// src/query.rs

use serde_json::Value;

use crate::geopoint::GeoPoint;
use crate::types::{ColumnRef, DistanceUnit};

/// The slice of a host query-building API the distance clause needs: a root alias to
/// qualify columns with, computed select expressions, and post-aggregation filters
/// with bound parameters.
pub trait QueryBuilder {
    /// Alias of the root table, e.g. `s` in `FROM stores s`.
    fn root_alias(&self) -> &str;

    fn add_select(&mut self, expression: &str);

    /// Adds a HAVING condition using positional `?` placeholders bound to `params`.
    fn add_having(&mut self, condition: &str, params: Vec<Value>);
}

/// Builds the great-circle distance between a reference point and the stored
/// coordinate columns:
///
/// ```text
/// ((ACOS(SIN(lat * PI() / 180) * SIN(latCol * PI() / 180)
///   + COS(lat * PI() / 180) * COS(latCol * PI() / 180) * COS((lng - lngCol) * PI() / 180))
///   * 180 / PI()) * 60 * factor)
/// ```
///
/// `factor` is `1.1515` (statute miles per arc minute) or `1.1515 * 1.609344` for
/// kilometers. Coordinates are not range checked. The output is a pure function of
/// the inputs. Callers must pass finite coordinates: `NaN` or `inf` would be written
/// into the SQL text as is.
pub fn build_distance_expression(
    ref_lat: f64,
    ref_lng: f64,
    lat_column: &ColumnRef,
    lng_column: &ColumnRef,
    unit: DistanceUnit,
) -> String {
    format!(
        "((ACOS(SIN({lat} * PI() / 180) * SIN({lat_col} * PI() / 180) \
         + COS({lat} * PI() / 180) * COS({lat_col} * PI() / 180) \
         * COS(({lng} - {lng_col}) * PI() / 180)) * 180 / PI()) * 60 * {factor})",
        lat = ref_lat,
        lng = ref_lng,
        lat_col = lat_column,
        lng_col = lng_column,
        factor = unit.factor_sql(),
    )
}

/// Wraps a distance expression as `<expression> AS <alias>` and, when `max_distance`
/// is given, a HAVING condition `<alias> < ?` with the distance as bound parameter.
/// A non-finite `max_distance` has no SQL value and is treated as absent.
pub fn with_max_distance(
    expression: String,
    alias: &str,
    max_distance: Option<f64>,
) -> DistanceClause {
    let max_distance = max_distance.filter(|d| d.is_finite());
    DistanceClause {
        select: format!("{} AS {}", expression, alias),
        having: max_distance.map(|_| format!("{} < ?", alias)),
        expression,
        alias: alias.to_string(),
        max_distance,
    }
}

/// A computed distance column plus its optional maximum-distance filter.
#[derive(Debug, Clone, PartialEq)]
pub struct DistanceClause {
    pub expression: String,
    pub alias: String,
    /// `<expression> AS <alias>`, ready for a select list.
    pub select: String,
    /// `<alias> < ?`; the value is never interpolated.
    pub having: Option<String>,
    pub max_distance: Option<f64>,
}

impl DistanceClause {
    /// Parameters bound to the HAVING placeholder, in order.
    pub fn params(&self) -> Vec<Value> {
        self.max_distance.map(Value::from).into_iter().collect()
    }

    /// Adds the select expression and, if present, the HAVING filter to `query`.
    pub fn apply<Q: QueryBuilder + ?Sized>(&self, query: &mut Q) {
        query.add_select(&self.select);
        if let Some(condition) = &self.having {
            query.add_having(condition, self.params());
        }
    }
}

/// Builder for a distance clause around one reference point.
///
/// ```
/// use geolocatable::{ColumnRef, DistanceQuery, DistanceUnit, GeoPoint};
///
/// let clause = DistanceQuery::new(
///     GeoPoint::new(42.3601, -71.0589),
///     ColumnRef::qualified("s", "latitude"),
///     ColumnRef::qualified("s", "longitude"),
/// )
/// .unit(DistanceUnit::Kilometers)
/// .max_distance(25.0)
/// .build();
///
/// assert!(clause.select.ends_with("AS kilometers"));
/// assert_eq!(clause.having.as_deref(), Some("kilometers < ?"));
/// ```
#[derive(Debug, Clone, PartialEq)]
pub struct DistanceQuery {
    origin: GeoPoint,
    lat_column: ColumnRef,
    lng_column: ColumnRef,
    unit: DistanceUnit,
    max_distance: Option<f64>,
}

impl DistanceQuery {
    pub fn new(origin: GeoPoint, lat_column: ColumnRef, lng_column: ColumnRef) -> Self {
        Self {
            origin,
            lat_column,
            lng_column,
            unit: DistanceUnit::default(),
            max_distance: None,
        }
    }

    pub fn unit(mut self, unit: DistanceUnit) -> Self {
        self.unit = unit;
        self
    }

    /// Only rows closer than `distance` (in the query's unit) are kept. A `NaN` or
    /// infinite distance clears the filter.
    pub fn max_distance(self, distance: f64) -> Self {
        self.max_distance_opt(Some(distance))
    }

    pub fn max_distance_opt(mut self, distance: Option<f64>) -> Self {
        self.max_distance = distance.filter(|d| d.is_finite());
        self
    }

    pub fn expression(&self) -> String {
        build_distance_expression(
            self.origin.latitude,
            self.origin.longitude,
            &self.lat_column,
            &self.lng_column,
            self.unit,
        )
    }

    /// The unit name doubles as the alias of the computed column.
    pub fn build(&self) -> DistanceClause {
        with_max_distance(self.expression(), self.unit.as_str(), self.max_distance)
    }
}

/// A minimal `SELECT` builder implementing [`QueryBuilder`], rendering positional
/// `?` placeholders. Useful for hosts without their own query API.
#[derive(Debug, Clone)]
pub struct SelectQuery {
    table: String,
    alias: String,
    selects: Vec<String>,
    conditions: Vec<String>,
    condition_params: Vec<Value>,
    havings: Vec<String>,
    having_params: Vec<Value>,
    order: Option<String>,
    limit: Option<usize>,
}

impl SelectQuery {
    /// Creates a query over `table` aliased as `alias`.
    pub fn new(table: &str, alias: &str) -> Self {
        Self {
            table: table.to_string(),
            alias: alias.to_string(),
            selects: Vec::new(),
            conditions: Vec::new(),
            condition_params: Vec::new(),
            havings: Vec::new(),
            having_params: Vec::new(),
            order: None,
            limit: None,
        }
    }

    pub fn select(&mut self, expression: &str) -> &mut Self {
        self.selects.push(expression.to_string());
        self
    }

    /// Adds a WHERE condition; several are joined with `AND`.
    pub fn and_where(&mut self, condition: &str, params: Vec<Value>) -> &mut Self {
        self.conditions.push(condition.to_string());
        self.condition_params.extend(params);
        self
    }

    /// Sets the order of the results, e.g. `"miles ASC"`. Replaces any existing order.
    pub fn order(&mut self, order_by: &str) -> &mut Self {
        self.order = Some(order_by.to_string());
        self
    }

    pub fn limit(&mut self, count: usize) -> &mut Self {
        self.limit = Some(count);
        self
    }

    /// Renders the statement. Without explicit selects, all columns of the root table
    /// are selected; computed selects are appended after them.
    pub fn to_sql(&self) -> String {
        let mut select_list = vec![format!("{}.*", self.alias)];
        select_list.extend(self.selects.iter().cloned());

        let mut sql = format!(
            "SELECT {} FROM {} {}",
            select_list.join(", "),
            self.table,
            self.alias
        );
        if !self.conditions.is_empty() {
            sql.push_str(" WHERE ");
            sql.push_str(&self.conditions.join(" AND "));
        }
        if !self.havings.is_empty() {
            sql.push_str(" HAVING ");
            sql.push_str(&self.havings.join(" AND "));
        }
        if let Some(order) = &self.order {
            sql.push_str(" ORDER BY ");
            sql.push_str(order);
        }
        if let Some(limit) = self.limit {
            sql.push_str(&format!(" LIMIT {}", limit));
        }
        sql
    }

    /// Bound parameters in placeholder order: WHERE first, then HAVING.
    pub fn params(&self) -> Vec<Value> {
        self.condition_params
            .iter()
            .chain(self.having_params.iter())
            .cloned()
            .collect()
    }
}

impl QueryBuilder for SelectQuery {
    fn root_alias(&self) -> &str {
        &self.alias
    }

    fn add_select(&mut self, expression: &str) {
        self.select(expression);
    }

    fn add_having(&mut self, condition: &str, params: Vec<Value>) {
        self.havings.push(condition.to_string());
        self.having_params.extend(params);
    }
}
+--
__WHAT TO PRODUCE__. The lines to return are those in the material above that hold "latitude".

__ANSWER AREA__.
///     ColumnRef::qualified("s", "latitude"),
            self.origin.latitude,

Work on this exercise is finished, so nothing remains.